PROBLEM REQUIREMENTS ▸ Report each line of the data that has "Groom" somewhere in it.

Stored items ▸
== Segment start ==

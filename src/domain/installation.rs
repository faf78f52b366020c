//! Fixed installation table and nearest-point lookup.
//!
//! An alternate lens on sighting reports: distance to the nearest entry in
//! a fixed list of military installations. Deliberately a small static
//! table with a linear scan; it is not part of the piezoelectric composite.

use serde::Serialize;

use super::geo::distance_km;

/// A named installation with its coordinates.
#[derive(Debug, Clone, Copy, Serialize, utoipa::ToSchema)]
pub struct Installation {
    /// Installation name.
    pub name: &'static str,
    /// Latitude in degrees.
    pub latitude: f64,
    /// Longitude in degrees.
    pub longitude: f64,
}

/// US installations used by the proximity lens.
pub const INSTALLATIONS: &[Installation] = &[
    Installation {
        name: "Edwards AFB",
        latitude: 34.905,
        longitude: -117.884,
    },
    Installation {
        name: "Nellis AFB",
        latitude: 36.236,
        longitude: -115.034,
    },
    Installation {
        name: "Groom Lake",
        latitude: 37.235,
        longitude: -115.811,
    },
    Installation {
        name: "Wright-Patterson AFB",
        latitude: 39.826,
        longitude: -84.048,
    },
    Installation {
        name: "White Sands Missile Range",
        latitude: 32.381,
        longitude: -106.476,
    },
    Installation {
        name: "Vandenberg SFB",
        latitude: 34.742,
        longitude: -120.572,
    },
    Installation {
        name: "Kirtland AFB",
        latitude: 35.040,
        longitude: -106.551,
    },
    Installation {
        name: "Fort Irwin",
        latitude: 35.262,
        longitude: -116.685,
    },
    Installation {
        name: "Dugway Proving Ground",
        latitude: 40.193,
        longitude: -112.936,
    },
    Installation {
        name: "China Lake NAWS",
        latitude: 35.685,
        longitude: -117.692,
    },
    Installation {
        name: "Luke AFB",
        latitude: 33.535,
        longitude: -112.383,
    },
    Installation {
        name: "Eglin AFB",
        latitude: 30.483,
        longitude: -86.525,
    },
];

/// Returns the nearest installation to `(lat, lon)` and its distance in
/// kilometres. `None` only if the table is empty.
#[must_use]
pub fn nearest(lat: f64, lon: f64) -> Option<(Installation, f64)> {
    INSTALLATIONS
        .iter()
        .map(|inst| (*inst, distance_km(lat, lon, inst.latitude, inst.longitude)))
        .min_by(|a, b| a.1.partial_cmp(&b.1).unwrap_or(std::cmp::Ordering::Equal))
}

/// Distance-bucketed lens score: closer to an installation scores higher.
/// `< 25 km → 20`, `< 50 → 15`, `< 100 → 10`, `< 200 → 5`, else 0.
#[must_use]
pub fn installation_score(distance_km: f64) -> f64 {
    if distance_km < 25.0 {
        20.0
    } else if distance_km < 50.0 {
        15.0
    } else if distance_km < 100.0 {
        10.0
    } else if distance_km < 200.0 {
        5.0
    } else {
        0.0
    }
}

#[cfg(test)]
#[allow(clippy::panic)]
mod tests {
    use super::*;

    #[test]
    fn nearest_finds_the_closest_entry() {
        // Just outside Groom Lake
        let Some((inst, dist)) = nearest(37.2, -115.8) else {
            panic!("table is non-empty");
        };
        assert_eq!(inst.name, "Groom Lake");
        assert!(dist < 10.0, "got {dist}");
    }

    #[test]
    fn nearest_from_the_east_coast_is_far() {
        let Some((inst, dist)) = nearest(40.7, -74.0) else {
            panic!("table is non-empty");
        };
        // New York is closest to Wright-Patterson, hundreds of km away
        assert_eq!(inst.name, "Wright-Patterson AFB");
        assert!(dist > 500.0, "got {dist}");
    }

    #[test]
    fn lens_score_buckets() {
        assert_eq!(installation_score(10.0), 20.0);
        assert_eq!(installation_score(25.0), 15.0);
        assert_eq!(installation_score(49.9), 15.0);
        assert_eq!(installation_score(50.0), 10.0);
        assert_eq!(installation_score(100.0), 5.0);
        assert_eq!(installation_score(200.0), 0.0);
    }
}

== Segment end ==

SOLUTION FOR THIS PROBLEM ▸
        name: "Groom Lake",
        // Just outside Groom Lake
        assert_eq!(inst.name, "Groom Lake");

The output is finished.